== What needs to be done ==
If a line of the entries below includes the word "UuidIds", it counts; state the total and nothing further.

[Stored data]
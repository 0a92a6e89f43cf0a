//! Identifier generation for persisted entities.

use shelf_engine::{EntityKind, IdGenerator};

/// Random UUID v4 identifiers.
#[derive(Debug, Clone, Copy, Default)]
pub struct UuidIds;

impl IdGenerator for UuidIds {
    fn next_id(&mut self, _kind: EntityKind) -> String {
        uuid::Uuid::new_v4().to_string()
    }
}
//! Request handlers for library import and export.

mod export;
mod import;

pub use export::*;
pub use import::*;
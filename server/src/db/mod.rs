//! Database module for PostgreSQL persistence.

mod library;
mod pool;

pub use library::*;
pub use pool::*;
//! Library import and export routes.

use axum::{
    extract::{DefaultBodyLimit, Query, State},
    http::header,
    response::{IntoResponse, Response},
    routing::{get, post},
    Json, Router,
};
use serde_json::Value;

use crate::auth::AuthUser;
use crate::error::Result;
use crate::handlers::{export_file_name, handle_export, handle_import, ExportQuery, ImportResponse};
use crate::AppState;

/// Create library routes.
pub fn routes(max_import_bytes: usize) -> Router<AppState> {
    Router::new()
        .route("/library/export", get(export_handler))
        .route(
            "/library/import",
            post(import_handler).layer(DefaultBodyLimit::max(max_import_bytes)),
        )
}

/// POST /library/import - Merge a snapshot into the caller's library.
async fn import_handler(
    State(state): State<AppState>,
    auth: AuthUser,
    Json(input): Json<Value>,
) -> Result<Json<ImportResponse>> {
    let response = handle_import(&state, &auth.owner_id, input).await?;
    Ok(Json(response))
}

/// GET /library/export - Export the caller's library.
async fn export_handler(
    State(state): State<AppState>,
    auth: AuthUser,
    Query(query): Query<ExportQuery>,
) -> Result<Response> {
    let snapshot = handle_export(&state, &auth.owner_id).await?;

    if query.download {
        let disposition = format!("attachment; filename=\"{}\"", export_file_name(&snapshot));
        return Ok(([(header::CONTENT_DISPOSITION, disposition)], Json(snapshot)).into_response());
    }

    Ok(Json(snapshot).into_response())
}
#[cfg(test)]
mod tests {
    use super::*;
    use serde_json::json;

    fn messages(value: &Value) -> Vec<String> {
        validate_snapshot(value, &ImportOptions::default())
            .into_iter()
            .map(|i| i.message)
            .collect()
    }

    fn valid_snapshot() -> Value {
        json!({
            "mediaItems": [
                {
                    "id": "i1",
                    "title": "Dune",
                    "mediaType": "Book",
                    "categories": ["Sci-Fi"],
                    "coverPhoto": "https://covers.example.com/dune.jpg",
                    "publishedDate": "1965-08-01",
                    "ratings": [{"source": "Goodreads", "value": "4.3"}],
                    "ratingCount": 1200,
                    "status": "completed",
                    "myRating": 5,
                    "progress": 100,
                    "ISBN": "9780441013593",
                    "pageCount": 412,
                    "lists": ["l1"]
                },
                {
                    "id": "i2",
                    "title": "Arrival",
                    "mediaType": "Movie",
                    "categories": [],
                    "actors": ["Amy Adams"],
                    "runtime": 116,
                    "publishedDate": "2016"
                }
            ],
            "lists": [
                {"id": "l1", "title": "Sci-Fi", "color": "#36f", "mediaType": "Book", "items": ["i1"]}
            ]
        })
    }

    #[test]
    fn valid_snapshot_has_no_issues() {
        assert!(messages(&valid_snapshot()).is_empty());
    }

    #[test]
    fn empty_object_is_valid() {
        assert!(messages(&json!({})).is_empty());
        assert!(messages(&json!({"mediaItems": [], "lists": []})).is_empty());
    }

    #[test]
    fn non_object_root() {
        let issues = messages(&json!([1, 2]));
        assert_eq!(issues, vec!["snapshot must be an object, got an array"]);
    }

    #[test]
    fn collects_every_item_issue() {
        let value = json!({
            "mediaItems": [{
                "id": "i1",
                "title": "  ",
                "mediaType": "Book",
                "categories": ["ok", 3],
                "coverPhoto": "ftp://example.com/a.jpg",
                "myRating": 7,
                "progress": -1,
                "pageCount": 0,
                "status": "finished"
            }]
        });

        let issues = messages(&value);
        assert_eq!(issues.len(), 7, "{:#?}", issues);
        assert!(issues.contains(&"mediaItems[0].title must be a non-empty string, got \"  \"".to_string()));
        assert!(issues.contains(&"mediaItems[0].categories[1] must be a string, got 3".to_string()));
        assert!(issues
            .iter()
            .any(|m| m.starts_with("mediaItems[0].coverPhoto must be an http(s) URL")));
        assert!(issues.contains(&"mediaItems[0].myRating must be a number between 0 and 5, got 7".to_string()));
        assert!(issues.contains(&"mediaItems[0].progress must be a number >= 0, got -1".to_string()));
        assert!(issues.contains(&"mediaItems[0].pageCount must be an integer between 1 and 4294967295, got 0".to_string()));
        assert!(issues.iter().any(|m| m.starts_with("mediaItems[0].status must be one of")));
    }

    #[test]
    fn missing_required_fields() {
        let value = json!({"mediaItems": [{"mediaType": "Movie"}], "lists": [{"id": "l1"}]});
        let issues = messages(&value);

        assert!(issues.contains(&"mediaItems[0].id is required".to_string()));
        assert!(issues.contains(&"mediaItems[0].title is required".to_string()));
        assert!(issues.contains(&"mediaItems[0].categories is required".to_string()));
        assert!(issues.contains(&"lists[0].title is required".to_string()));
        assert!(issues.contains(&"lists[0].color is required".to_string()));
        assert!(issues.contains(&"lists[0].mediaType is required".to_string()));
        assert!(issues.contains(&"lists[0].items is required".to_string()));
    }

    #[test]
    fn type_specific_fields_follow_media_type() {
        // pageCount on a movie is ignored, runtime on a movie is checked
        let value = json!({
            "mediaItems": [{
                "id": "m1",
                "title": "Arrival",
                "mediaType": "Movie",
                "categories": [],
                "pageCount": -5,
                "runtime": -1,
                "actors": "Amy Adams"
            }]
        });
        let issues = messages(&value);

        assert_eq!(issues.len(), 2, "{:#?}", issues);
        assert!(issues[0].starts_with("mediaItems[0].actors must be an array of strings"));
        assert_eq!(
            issues[1],
            "mediaItems[0].runtime must be an integer between 0 and 4294967295, got -1"
        );
    }

    #[test]
    fn counts_beyond_the_stored_range_are_reported() {
        let value = json!({
            "mediaItems": [
                {"id": "b", "title": "Tome", "mediaType": "Book", "categories": [], "pageCount": 5_000_000_000u64},
                {"id": "m", "title": "Epic", "mediaType": "Movie", "categories": [], "runtime": 4_294_967_296u64}
            ]
        });
        let issues = messages(&value);

        assert_eq!(
            issues,
            vec![
                "mediaItems[0].pageCount must be an integer between 1 and 4294967295, got 5000000000",
                "mediaItems[1].runtime must be an integer between 0 and 4294967295, got 4294967296",
            ]
        );
    }

    #[test]
    fn rating_count_accepts_any_non_negative_number() {
        let mut value = valid_snapshot();
        value["mediaItems"][0]["ratingCount"] = json!(1200.0);
        assert!(messages(&value).is_empty());

        value["mediaItems"][0]["ratingCount"] = json!(-3);
        assert_eq!(
            messages(&value),
            vec!["mediaItems[0].ratingCount must be a number >= 0, got -3"]
        );
    }

    #[test]
    fn invalid_media_type_skips_specific_checks() {
        let value = json!({
            "mediaItems": [{"id": "x", "title": "X", "mediaType": "Podcast", "categories": [], "pageCount": 0}]
        });
        let issues = messages(&value);
        assert_eq!(issues.len(), 1);
        assert!(issues[0].starts_with("mediaItems[0].mediaType must be one of Book, Movie"));
    }

    #[test]
    fn list_color_and_items() {
        let value = json!({
            "lists": [
                {"id": "l1", "title": "A", "color": "blue", "mediaType": "Book", "items": []},
                {"id": "l2", "title": "B", "color": "#12345", "mediaType": "Book", "items": [""]},
                {"id": "l3", "title": "C", "color": "#A1b2C3", "mediaType": "Book", "items": []}
            ]
        });
        let issues = messages(&value);

        assert_eq!(issues.len(), 3, "{:#?}", issues);
        assert!(issues[0].starts_with("lists[0].color must be a hex color"));
        assert!(issues[1].starts_with("lists[1].color must be a hex color"));
        assert_eq!(issues[2], "lists[1].items[0] must be an identifier, got an empty string");
    }

    #[test]
    fn ratings_shape() {
        let value = json!({
            "mediaItems": [{
                "id": "i1", "title": "Dune", "mediaType": "Book", "categories": [],
                "ratings": [{"source": "IMDb"}, "bad", {"source": "", "value": "9"}]
            }]
        });
        let issues = messages(&value);

        assert_eq!(
            issues,
            vec![
                "mediaItems[0].ratings[0].value must be a non-empty string",
                "mediaItems[0].ratings[1] must be an object, got \"bad\"",
                "mediaItems[0].ratings[2].source must be a non-empty string",
            ]
        );
    }

    #[test]
    fn dangling_item_list_reference() {
        let value = json!({
            "mediaItems": [
                {"id": "i1", "title": "Dune", "mediaType": "Book", "categories": [], "lists": ["l1", "l9"]}
            ],
            "lists": [
                {"id": "l1", "title": "Sci-Fi", "color": "#fff", "mediaType": "Book", "items": ["i1"]}
            ]
        });
        let issues = validate_snapshot(&value, &ImportOptions::default());

        assert_eq!(issues.len(), 1);
        assert_eq!(issues[0].kind, IssueKind::Referential);
        assert_eq!(
            issues[0].message,
            "mediaItems[0].lists[1] references list \"l9\" that does not exist"
        );
    }

    #[test]
    fn missing_and_mismatched_list_members_are_distinct() {
        let value = json!({
            "mediaItems": [
                {"id": "b1", "title": "Dune", "mediaType": "Book", "categories": []}
            ],
            "lists": [
                {"id": "l1", "title": "Films", "color": "#000", "mediaType": "Movie", "items": ["b1", "gone"]}
            ]
        });
        let issues = messages(&value);

        assert_eq!(
            issues,
            vec![
                "lists[0].items[0] references item \"b1\" with mediaType Book, but lists[0] has mediaType Movie",
                "lists[0].items[1] references item \"gone\" that does not exist",
            ]
        );
    }

    #[test]
    fn item_list_media_type_mismatch() {
        let value = json!({
            "mediaItems": [
                {"id": "b1", "title": "Dune", "mediaType": "Book", "categories": [], "lists": ["l1"]}
            ],
            "lists": [
                {"id": "l1", "title": "Films", "color": "#000", "mediaType": "Movie", "items": []}
            ]
        });
        let issues = messages(&value);
        assert_eq!(
            issues,
            vec!["mediaItems[0].lists[0] references list \"l1\" with mediaType Movie, but mediaItems[0] has mediaType Book"]
        );
    }

    #[test]
    fn duplicate_ids() {
        let value = json!({
            "mediaItems": [
                {"id": "i1", "title": "Dune", "mediaType": "Book", "categories": []},
                {"localId": "i1", "title": "Emma", "mediaType": "Book", "categories": []}
            ]
        });
        let issues = messages(&value);
        assert_eq!(
            issues,
            vec!["mediaItems[1] has duplicate id \"i1\" (first used by mediaItems[0])"]
        );
    }

    #[test]
    fn same_title_different_media_type() {
        let value = json!({
            "mediaItems": [
                {"id": "i1", "title": "Dune", "mediaType": "Book", "categories": []},
                {"id": "i2", "title": " DUNE ", "mediaType": "Movie", "categories": []}
            ]
        });
        let issues = validate_snapshot(&value, &ImportOptions::default());
        assert_eq!(issues.len(), 1);
        assert_eq!(issues[0].kind, IssueKind::Referential);
        assert!(issues[0].message.starts_with("mediaItems[1] titled \" DUNE \" is a Movie"));
    }

    #[test]
    fn size_limits() {
        let options = ImportOptions {
            max_items: 1,
            max_lists: 0,
        };
        let issues = validate_snapshot(&valid_snapshot(), &options);
        let messages: Vec<_> = issues.iter().map(|i| i.message.as_str()).collect();
        assert_eq!(
            messages,
            vec![
                "mediaItems has 2 entries, the limit is 1",
                "lists has 1 entries, the limit is 0",
            ]
        );
    }

    #[test]
    fn wrong_top_level_types() {
        let issues = messages(&json!({"mediaItems": {}, "lists": "none"}));
        assert_eq!(
            issues,
            vec![
                "mediaItems must be an array, got an object",
                "lists must be an array, got \"none\"",
            ]
        );
    }

    #[test]
    fn field_helpers() {
        assert!(is_http_url("http://a.b/c"));
        assert!(is_http_url("https://example.com"));
        assert!(!is_http_url("https://"));
        assert!(!is_http_url("https://exa mple.com"));
        assert!(!is_http_url("example.com"));

        assert!(is_date("1999"));
        assert!(is_date("1999-02"));
        assert!(is_date("1999-02-28"));
        assert!(is_date("2016-11-11T00:00:00Z"));
        assert!(!is_date("1999-02-30"));
        assert!(!is_date("yesterday"));

        assert!(is_hex_color("#fff"));
        assert!(is_hex_color("#00FF7a"));
        assert!(!is_hex_color("#ffff"));
        assert!(!is_hex_color("fff"));
    }
}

== Solution to this exercise ==
2